Predictors of Dysphagia in Acute Pontine Infarction
Author(s) -
Sriramya Lapa,
Sebastian Luger,
Waltraud Pfeilschifter,
Christian Henke,
Marlies Wagner,
Christian Foerch
Publication year - 2017
Publication title -
stroke
Language(s) - English
Resource type - Journals
SCImago Journal Rank - 3.397
H-Index - 319
eISSN - 1524-4628
pISSN - 0039-2499
DOI - 10.1161/strokeaha.116.015045
Subject(s) - medicine , dysphagia , acute stroke , stroke (engine) , infarction , cardiology , brain infarction , myocardial infarction , radiology , ischemia , tissue plasminogen activator , mechanical engineering , engineering
Background and Purpose— Little is known about the frequency and the clinical characteristics of neurogenic dysphagia in pontine strokes.
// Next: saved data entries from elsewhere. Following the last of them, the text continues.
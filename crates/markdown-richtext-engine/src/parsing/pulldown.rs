use pulldown_cmark::{Event, HeadingLevel, Options, Parser, Tag, TagEnd};

use super::MarkdownParser;
use crate::models::{Block, Document, Inline, ListItem};

/// [`MarkdownParser`] backed by `pulldown-cmark`.
///
/// Only CommonMark is enabled: pipe tables stay plain text so the inline
/// table engine can lay them out, and raw HTML is kept for the pseudo-tag
/// recognizer.
#[derive(Debug, Clone, Copy, Default)]
pub struct PulldownParser;

impl MarkdownParser for PulldownParser {
    fn parse(&self, markdown: &str) -> Document {
        let mut builder = TreeBuilder::default();
        for event in Parser::new_ext(markdown, Options::empty()) {
            builder.event(event);
        }
        Document::new(builder.finish())
    }
}

enum InlineKind {
    /// `implicit` paragraphs wrap the bare text of tight list items
    Paragraph { implicit: bool },
    Heading(u8),
    Emphasis,
    Strong,
    Link(String),
    Image(String),
}

enum Frame {
    Quote(Vec<Block>),
    List {
        start: Option<u64>,
        items: Vec<ListItem>,
        tight: bool,
    },
    Item(Vec<Block>),
    Inline {
        kind: InlineKind,
        children: Vec<Inline>,
    },
    Code(String),
    Html(String),
}

#[derive(Default)]
struct TreeBuilder {
    blocks: Vec<Block>,
    stack: Vec<Frame>,
}

impl TreeBuilder {
    fn event(&mut self, event: Event<'_>) {
        match event {
            Event::Start(tag) => self.start(tag),
            Event::End(tag) => self.end(tag),
            Event::Text(text) => match self.stack.last_mut() {
                Some(Frame::Code(code)) => code.push_str(&text),
                Some(Frame::Html(raw)) => raw.push_str(&text),
                _ => self.push_inline(Inline::Text(text.into_string())),
            },
            Event::Code(code) => self.push_inline(Inline::Code(code.into_string())),
            Event::Html(html) => match self.stack.last_mut() {
                Some(Frame::Html(raw)) => raw.push_str(&html),
                _ => self.push_inline(Inline::Html(html.into_string())),
            },
            Event::InlineHtml(html) => self.push_inline(Inline::Html(html.into_string())),
            Event::SoftBreak => self.push_inline(Inline::SoftBreak),
            Event::HardBreak => self.push_inline(Inline::LineBreak),
            Event::Rule => self.push_block(Block::ThematicBreak),
            _ => {}
        }
    }

    fn start(&mut self, tag: Tag<'_>) {
        match tag {
            Tag::Paragraph => {
                self.close_implicit_paragraph();
                if matches!(self.stack.last(), Some(Frame::Item(_))) {
                    self.mark_list_loose();
                }
                self.stack.push(Frame::Inline {
                    kind: InlineKind::Paragraph { implicit: false },
                    children: Vec::new(),
                });
            }
            Tag::Heading { level, .. } => {
                self.close_implicit_paragraph();
                self.stack.push(Frame::Inline {
                    kind: InlineKind::Heading(heading_level_to_u8(level)),
                    children: Vec::new(),
                });
            }
            Tag::BlockQuote(_) => {
                self.close_implicit_paragraph();
                self.stack.push(Frame::Quote(Vec::new()));
            }
            Tag::CodeBlock(_) => {
                self.close_implicit_paragraph();
                self.stack.push(Frame::Code(String::new()));
            }
            Tag::HtmlBlock => {
                self.close_implicit_paragraph();
                self.stack.push(Frame::Html(String::new()));
            }
            Tag::List(start) => {
                self.close_implicit_paragraph();
                self.stack.push(Frame::List {
                    start,
                    items: Vec::new(),
                    tight: true,
                });
            }
            Tag::Item => self.stack.push(Frame::Item(Vec::new())),
            Tag::Emphasis => self.open_inline(InlineKind::Emphasis),
            Tag::Strong => self.open_inline(InlineKind::Strong),
            Tag::Link { dest_url, .. } => self.open_inline(InlineKind::Link(dest_url.into_string())),
            Tag::Image { dest_url, .. } => {
                self.open_inline(InlineKind::Image(dest_url.into_string()))
            }
            _ => {}
        }
    }

    fn end(&mut self, tag: TagEnd) {
        match tag {
            TagEnd::Paragraph | TagEnd::Heading(_) => {
                if let Some(Frame::Inline { kind, children }) = self.stack.pop() {
                    let block = match kind {
                        InlineKind::Heading(level) => Block::Heading {
                            level,
                            content: children,
                        },
                        _ => Block::Paragraph(children),
                    };
                    self.push_block(block);
                }
            }
            TagEnd::BlockQuote(_) => {
                self.close_implicit_paragraph();
                if let Some(Frame::Quote(blocks)) = self.stack.pop() {
                    self.push_block(Block::BlockQuote(blocks));
                }
            }
            TagEnd::CodeBlock => {
                if let Some(Frame::Code(text)) = self.stack.pop() {
                    self.push_block(Block::CodeBlock(text));
                }
            }
            TagEnd::HtmlBlock => {
                if let Some(Frame::Html(raw)) = self.stack.pop() {
                    self.push_block(Block::HtmlBlock(raw));
                }
            }
            TagEnd::List(_) => {
                if let Some(Frame::List {
                    start,
                    items,
                    tight,
                }) = self.stack.pop()
                {
                    let block = match start {
                        Some(start) => Block::OrderedList {
                            items,
                            tight,
                            start,
                        },
                        None => Block::BulletList { items, tight },
                    };
                    self.push_block(block);
                }
            }
            TagEnd::Item => {
                self.close_implicit_paragraph();
                if let Some(Frame::Item(blocks)) = self.stack.pop()
                    && let Some(Frame::List { items, .. }) = self.stack.last_mut()
                {
                    items.push(ListItem::new(blocks));
                }
            }
            TagEnd::Emphasis | TagEnd::Strong | TagEnd::Link | TagEnd::Image => {
                if let Some(Frame::Inline { kind, children }) = self.stack.pop() {
                    let node = match kind {
                        InlineKind::Emphasis => Inline::Emphasis(children),
                        InlineKind::Strong => Inline::Strong(children),
                        InlineKind::Link(dest) => Inline::Link { dest, children },
                        InlineKind::Image(source) => Inline::Image { source, children },
                        kind @ (InlineKind::Paragraph { .. } | InlineKind::Heading(_)) => {
                            self.stack.push(Frame::Inline { kind, children });
                            return;
                        }
                    };
                    self.push_inline(node);
                }
            }
            _ => {}
        }
    }

    fn open_inline(&mut self, kind: InlineKind) {
        self.ensure_inline_frame();
        self.stack.push(Frame::Inline {
            kind,
            children: Vec::new(),
        });
    }

    fn push_inline(&mut self, node: Inline) {
        self.ensure_inline_frame();
        if let Some(Frame::Inline { children, .. }) = self.stack.last_mut() {
            // pulldown-cmark splits text at brackets and escapes; keep it whole
            // so pipe rows reach the table engine as one node
            match (children.last_mut(), node) {
                (Some(Inline::Text(prev)), Inline::Text(text)) => prev.push_str(&text),
                (_, node) => children.push(node),
            }
        }
    }

    fn ensure_inline_frame(&mut self) {
        if !matches!(self.stack.last(), Some(Frame::Inline { .. })) {
            self.stack.push(Frame::Inline {
                kind: InlineKind::Paragraph { implicit: true },
                children: Vec::new(),
            });
        }
    }

    fn close_implicit_paragraph(&mut self) {
        if matches!(
            self.stack.last(),
            Some(Frame::Inline {
                kind: InlineKind::Paragraph { implicit: true },
                ..
            })
        ) && let Some(Frame::Inline { children, .. }) = self.stack.pop()
        {
            self.push_block(Block::Paragraph(children));
        }
    }

    fn push_block(&mut self, block: Block) {
        match self.stack.last_mut() {
            Some(Frame::Quote(blocks)) | Some(Frame::Item(blocks)) => blocks.push(block),
            _ => self.blocks.push(block),
        }
    }

    fn mark_list_loose(&mut self) {
        if let Some(Frame::List { tight, .. }) = self
            .stack
            .iter_mut()
            .rev()
            .find(|f| matches!(f, Frame::List { .. }))
        {
            *tight = false;
        }
    }

    fn finish(mut self) -> Vec<Block> {
        self.close_implicit_paragraph();
        self.blocks
    }
}

fn heading_level_to_u8(level: HeadingLevel) -> u8 {
    match level {
        HeadingLevel::H1 => 1,
        HeadingLevel::H2 => 2,
        HeadingLevel::H3 => 3,
        HeadingLevel::H4 => 4,
        HeadingLevel::H5 => 5,
        HeadingLevel::H6 => 6,
    }
}
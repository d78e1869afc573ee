//! # Style and Environment
//!
//! Static inputs of a render call:
//!
//! - [`Style`]: fonts, colors and spacing constants. Spacing and indent values
//!   are in em, resolved against the current font size when a paragraph is
//!   built.
//! - [`Environment`]: presentation-level settings that are the same for every
//!   paragraph (writing direction, alignment, line spacing, text size).
//! - [`TextMeasurer`]: the injected text-width capability.

pub mod measure;

pub use measure::{MonospaceMeasurer, TextMeasurer};

use serde::{Deserialize, Serialize};

use crate::models::{Alignment, Color, FontDescriptor, WritingDirection};

#[derive(Debug, Clone, PartialEq, Serialize, Deserialize)]
#[serde(default)]
pub struct Style {
    pub default_font: FontDescriptor,
    pub default_color: Color,
    /// Spacing after each paragraph, in em
    pub paragraph_spacing: f32,
    /// Head indent added per block quote or list level, in em
    pub head_indent_step: f32,
    /// Tail indent added per block quote level, in em
    pub tail_indent_step: f32,
    /// Gap between an ordered list number and the item text, in em
    pub list_marker_spacing: f32,
    pub code_font_scale: f32,
    /// Font scale for heading levels 1 to 6
    pub heading_scale: [f32; 6],
    /// Spacing after headings, in em
    pub heading_spacing: f32,
    pub link_color: Option<Color>,
    pub code_background: Option<Color>,
}

impl Default for Style {
    fn default() -> Self {
        Self {
            default_font: FontDescriptor::default(),
            default_color: Color::BLACK,
            paragraph_spacing: 0.5,
            head_indent_step: 1.5,
            tail_indent_step: 1.0,
            list_marker_spacing: 0.5,
            code_font_scale: 0.85,
            heading_scale: [1.75, 1.5, 1.3, 1.15, 1.0, 0.9],
            heading_spacing: 0.6,
            link_color: Some(Color::rgb(0x1a, 0x4f, 0x8b)),
            code_background: None,
        }
    }
}

impl Style {
    /// Scale for a heading level; levels outside 1..=6 are clamped.
    pub fn heading_scale_for(&self, level: u8) -> f32 {
        let index = usize::from(level.clamp(1, 6)) - 1;
        self.heading_scale[index]
    }
}

/// Text size preference chosen by the reader, applied to the default font.
#[derive(Debug, Clone, Copy, Default, PartialEq, Eq, Serialize, Deserialize)]
#[serde(rename_all = "snake_case")]
pub enum SizeCategory {
    ExtraSmall,
    Small,
    Medium,
    #[default]
    Large,
    ExtraLarge,
    ExtraExtraLarge,
    ExtraExtraExtraLarge,
    AccessibilityMedium,
    AccessibilityLarge,
}

impl SizeCategory {
    pub fn scale(self) -> f32 {
        match self {
            SizeCategory::ExtraSmall => 0.82,
            SizeCategory::Small => 0.88,
            SizeCategory::Medium => 0.94,
            SizeCategory::Large => 1.0,
            SizeCategory::ExtraLarge => 1.12,
            SizeCategory::ExtraExtraLarge => 1.24,
            SizeCategory::ExtraExtraExtraLarge => 1.35,
            SizeCategory::AccessibilityMedium => 1.65,
            SizeCategory::AccessibilityLarge => 2.0,
        }
    }
}

#[derive(Debug, Clone, Copy, Default, PartialEq, Serialize, Deserialize)]
#[serde(default)]
pub struct Environment {
    pub writing_direction: WritingDirection,
    pub alignment: Alignment,
    /// Extra space between lines, in points
    pub line_spacing: f32,
    pub size_category: SizeCategory,
}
In this study, we sought to identify predictors for dysphagia in a cohort of patients with isolated pontine infarctions. Methods— We included all patients admitted to our department between 2008 and 2014 having an acute (<48 hours after symptom onset) ischemic stroke in the pons, as documented by means of diffusion-weighted magnetic resonance imaging. Precise infarct localization was stratified according to established vascular territories. The presence of dysphagia was the primary end point of the study and was assessed by a Speech-Language Pathologist according to defined criteria. Results— The study recruited 59 patients, 14 with and 45 without dysphagia. Median (interquartile range) stroke severity (in terms of National Institutes of Health Stroke Scale values) was higher in the dysphagic group as compared with patients without dysphagia (8.5 [6–12] versus 2 [1–5];P <0.001). Infarct localization in the upper part of the pons (78.6% versus 33.3%;P =0.004) and in the anterolateral vascular territory (78.6% versus 31.1%;P =0.002) occurred more often in the dysphagic group. In a multivariate model, age, infarct volume, and National Institutes of Health Stroke Scale value were independent predictors of dysphagia.Conclusions— Dysphagia occurs frequently in patients with isolated pontine infarctions. Clinical and imaging predictors of dysphagia may help to provide optimal screening, to prevent complications and to improve long-term prognosis.